The Korean gent in question is Kim Dong-myeong, publisher of a Korean art magazine and veteran art fair organiser in Seoul, who brings over nearly as many galleries as ACAS. "My intention is to create a platform where international artists can interact with each other in Hong Kong, a melting pot of nationalities," he says.
Like ACAS, the Bank Art Fair will feature relatively affordable emerging artists, with works selling for HK$10,000 to HK$30,000 on average. Highlights from his show feature noteworthy Korean names such as Hong Sang Sik and Yoo Sun-tai, as well as up-and-coming Chinese artists.
Kim has decided to call his Hong Kong debut Bank Art Fair, because the word "bank" evokes "prosperity and happiness". He also means to convey the idea that, rather than just leaving their money sitting in a bank, people should circulate it by buying and selling art.
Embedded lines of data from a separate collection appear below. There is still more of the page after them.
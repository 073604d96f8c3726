//! Layered daemon configuration: compiled defaults, optional `swarmd.toml`,
//! overridden by CLI flags / environment variables (`SPEC_FULL.md` §4.8).

use anyhow::{Context, Result};
use serde::{Deserialize, Serialize};
use std::path::{Path, PathBuf};

/// Resolved configuration the daemon actually runs with.
#[derive(Debug, Clone)]
pub struct SwarmdConfig {
    pub workspace_base: PathBuf,
    pub max_agents: usize,
    pub max_depth: usize,
    pub max_concurrent: usize,
    pub min_free_disk_bytes: u64,
    pub smart_tee_line_cap: usize,
    pub tool_result_content_cap: usize,
    pub coordination_response_cap: usize,
    pub health_scan_interval_secs: u64,
    pub default_reviewer_count: usize,
    pub agent_binary: String,
    pub mux_binary: String,
    pub verbose: bool,
}

impl Default for SwarmdConfig {
    fn default() -> Self {
        Self {
            workspace_base: PathBuf::from(".swarmd"),
            max_agents: 45,
            max_depth: 5,
            max_concurrent: 20,
            min_free_disk_bytes: 100 * 1024 * 1024,
            smart_tee_line_cap: 8 * 1024,
            tool_result_content_cap: 2 * 1024,
            coordination_response_cap: 2 * 1024,
            health_scan_interval_secs: 30,
            default_reviewer_count: 3,
            agent_binary: "agent".to_string(),
            mux_binary: "tmux".to_string(),
            verbose: false,
        }
    }
}

impl SwarmdConfig {
    /// Load compiled defaults, then layer an optional `swarmd.toml` found at
    /// `workspace_base/swarmd.toml`, then apply CLI overrides.
    pub fn load(workspace_base: PathBuf, verbose: bool) -> Result<Self> {
        let mut config = Self {
            workspace_base: workspace_base.clone(),
            verbose,
            ..Self::default()
        };

        let toml_path = workspace_base.join("swarmd.toml");
        if toml_path.exists() {
            let toml = SwarmdToml::load(&toml_path)?;
            toml.apply(&mut config);
        }

        if let Ok(binary) = std::env::var("SWARMD_AGENT_BINARY") {
            config.agent_binary = binary;
        }
        if let Ok(binary) = std::env::var("SWARMD_MUX_BINARY") {
            config.mux_binary = binary;
        }

        Ok(config)
    }

    pub fn registry_dir(&self) -> PathBuf {
        self.workspace_base.join("registry")
    }

    pub fn global_index_path(&self) -> PathBuf {
        self.registry_dir().join("GLOBAL_INDEX")
    }

    pub fn task_dir(&self, task_id: &str) -> PathBuf {
        self.workspace_base.join(task_id)
    }

    pub fn ensure_directories(&self) -> Result<()> {
        std::fs::create_dir_all(self.registry_dir()).context("failed to create registry dir")?;
        Ok(())
    }
}

/// On-disk `swarmd.toml`: `[limits]` and `[daemon]` sections, mirroring the
/// teacher's `ForgeToml` two-stage parse-then-apply split.
#[derive(Debug, Clone, Default, Serialize, Deserialize)]
pub struct SwarmdToml {
    #[serde(default)]
    pub limits: LimitsToml,
    #[serde(default)]
    pub daemon: DaemonToml,
}

#[derive(Debug, Clone, Default, Serialize, Deserialize)]
pub struct LimitsToml {
    pub max_agents: Option<usize>,
    pub max_depth: Option<usize>,
    pub max_concurrent: Option<usize>,
    pub min_free_disk_mb: Option<u64>,
}

#[derive(Debug, Clone, Default, Serialize, Deserialize)]
pub struct DaemonToml {
    pub health_scan_interval_secs: Option<u64>,
    pub default_reviewer_count: Option<usize>,
    pub agent_binary: Option<String>,
    pub mux_binary: Option<String>,
}

impl SwarmdToml {
    pub fn load(path: &Path) -> Result<Self> {
        let raw = std::fs::read_to_string(path)
            .with_context(|| format!("failed to read {}", path.display()))?;
        toml::from_str(&raw).with_context(|| format!("failed to parse {}", path.display()))
    }

    fn apply(&self, config: &mut SwarmdConfig) {
        if let Some(v) = self.limits.max_agents {
            config.max_agents = v;
        }
        if let Some(v) = self.limits.max_depth {
            config.max_depth = v;
        }
        if let Some(v) = self.limits.max_concurrent {
            config.max_concurrent = v;
        }
        if let Some(v) = self.limits.min_free_disk_mb {
            config.min_free_disk_bytes = v * 1024 * 1024;
        }
        if let Some(v) = self.daemon.health_scan_interval_secs {
            config.health_scan_interval_secs = v;
        }
        if let Some(v) = self.daemon.default_reviewer_count {
            config.default_reviewer_count = v;
        }
        if let Some(ref v) = self.daemon.agent_binary {
            config.agent_binary = v.clone();
        }
        if let Some(ref v) = self.daemon.mux_binary {
            config.mux_binary = v.clone();
        }
    }

    /// Collect non-fatal warnings about values that parse but look wrong,
    /// mirroring the teacher's `ForgeConfig::validate` warnings-collection
    /// style rather than rejecting the file outright.
    pub fn validate(&self) -> Vec<String> {
        let mut warnings = Vec::new();
        if let Some(max_agents) = self.limits.max_agents
            && max_agents == 0
        {
            warnings.push("limits.max_agents is 0; no workers could ever be spawned".to_string());
        }
        if let Some(max_concurrent) = self.limits.max_concurrent
            && let Some(max_agents) = self.limits.max_agents
            && max_concurrent > max_agents
        {
            warnings.push(format!(
                "limits.max_concurrent ({max_concurrent}) exceeds limits.max_agents ({max_agents})"
            ));
        }
        if let Some(count) = self.daemon.default_reviewer_count
            && count == 0
        {
            warnings.push("daemon.default_reviewer_count is 0; reviews could never reach quorum".to_string());
        }
        warnings
    }
}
Saunderson says the ACAS, which takes up four floors of the JW Marriott, will be in the black this year after launching its first show just last October.
It charges exhibitors less than half what Art Basel charges on a per square foot basis. The smallest room costs just over US$200 per square metre, compared with Art Basel's entry level booths costing US$535 per square metre.
He is confident that ACAF will be able to sustain the momentum for its next show planned for October, when it will have less competition from rival art fairs but can benefit from the overseas traffic brought over by the Sotheby's autumn auctions.
A rival organiser, Roger Lim of Hong Kong Contemporary, says he is determined to bring an artist's perspective to an industry dominated by dealers.
"My partner, Paris Moon, and I are both trained as artists and I think our selection of artwork will reflect that. We are awarding prizes to emerging local artists who are engaged in fine art making. This means artwork which reflects something from within, rather than public art meant for a park or a shopping mall," he says.
"We also feature video artists from around the world - that's definitely a not-for-profit exercise." Lim is aware of the need to jazz up his event to lure visitors confused by the different art fairs happening in the same week. Korean starlet Ku Hye-sun, and Gigi Chao, the daughter of tycoon Cecil Chao, will attend the opening on May 24.
It's not always easy for a hotel art fair to stand out. Apart from the other art fairs and the Christie's auctions, they also have to compete for foot traffic with Asia Week Hong Kong, a series of cross-media art exhibitions, talks and museum tours backed by the Asia Society and Orientations magazine.
One show that has been crowded out is Spoon, which debuted just last year.
And that is why Manca is taking a very different approach with Link Artfair. The family-friendly fair takes place in giant marquees set up on the waterfront in front of Kennedy Town's China Merchants Wharf.
"I hope to set the trend here with the two marquees. The hotel art fair model is outdated and has been abandoned in London and New York. I want Link to be about the accessibility of art, for people to just come and relax, and enjoy a carnival-like atmosphere." Prices will start from around HK$30,000.
With support from the Italian consulate, there will be a fair share of Italian artists represented. But like the other art fairs, special sections are allocated to local artists. Manca, who has a background in psychology, has also lined up art therapy sessions for visitors.
Manca is prepared for Link to be a loss maker for the first four years. But she hopes that Hong Kong will be the launch pad for an ambitious plan to take her art fair to Seoul, Nagoya and Kuala Lumpur. "I've been coming to Hong Kong for 25 years and the mistaken belief that it is a cultural desert has always annoyed me," she says.